Борис Пастернак - читать онлайн книгу. Автор: Дмитрий Быков cтр.№ 107

читать книги онлайн бесплатно
 
 

Онлайн книга - Борис Пастернак | Автор книги - Дмитрий Быков

Cтраница 107
читать онлайн книги бесплатно

Дальнейшая беседа растерявшегося Спекторского с неузнаваемой Бухтеевой, двух случайных любовников из 1912 года,— передана крайне уклончиво:

«Был разговор о свинстве мнимых сфинксов, о принципах и принцах,— но весом был только темный призвук материнства в презренье, в ласке, в жалости, во всем».

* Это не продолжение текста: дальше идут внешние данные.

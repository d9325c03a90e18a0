//! # Wire Protocol Module
//!
//! Everything the ingestion core knows about the server's message stream.
//!
//! The server pushes discriminated frames: a JSON envelope with a `type` tag,
//! a `session_id`, a `timestamp`, and a tag-specific `data` payload. This
//! module owns both halves of handling such a frame:
//!
//! - **`message`**: the envelope and the typed payload structs for every tag
//!   in the closed discriminant set.
//! - **`dispatcher`**: the total routing function that classifies a raw frame
//!   and invokes exactly one handler on the externally supplied store.
//!
//! Parse failures never escape this module as errors. A frame that cannot be
//! understood is diagnosed and dropped; the stream continues.

#![forbid(unsafe_code)]
#![warn(missing_docs, rust_2018_idioms, unused_qualifications)]

/// Classification and routing of parsed frames to store handlers.
pub mod dispatcher;
/// The frame envelope and per-tag payload types.
pub mod message;

// --- Public API Re-exports ---
pub use dispatcher::{DashboardStore, DispatchOutcome, Dispatcher};
pub use message::{
    AgentState, AgentStatusData, ChatMessageData, ErrorData, HeartbeatData, MessageKind,
    MessageTag, RawFrame, ReportData, ToolCallData,
};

Насчет призвука материнства как раз все понятно — высокомерие, снисходительность «взрослой» женщины, которая только потому и считает себя умней и старше героя, что успела вдоволь пострелять; раньше она, опять-таки по-матерински, жалела его перед тем, как совратить,— считая себя много опытней. Адюльтеры и стрельба всегда отчего-то кажутся развратникам и стрелкам важным фактором духовного роста. С такой же высокомерной снисходительностью большевики в двадцатые годы поучали поэтов, а девушки Серебряного века, вписавшиеся в новую жизнь,— своих былых учителей, посвящавших их в тайны ars amor и ars poetica. Вероятно, доживи Гумилев года до двадцать второго, Рейснер с ним поговорила бы именно так,— хотя она-то, в отличие от Ольги Бухтеевой, любила его по-настоящему. Что до свинства мнимых сфинксов, то под этим обозначением можно понимать что угодно: хоть народ, хоть деятелей искусств. Принципы и принцы — это вообще темно и вяло; допустить разве, что они беседовали о судьбах бывшей аристократии? Самое странное, что Бухтеева на Спекторского ужасно зла, при всем своем материнстве. Непонятно, собственно, за что она ему мстит.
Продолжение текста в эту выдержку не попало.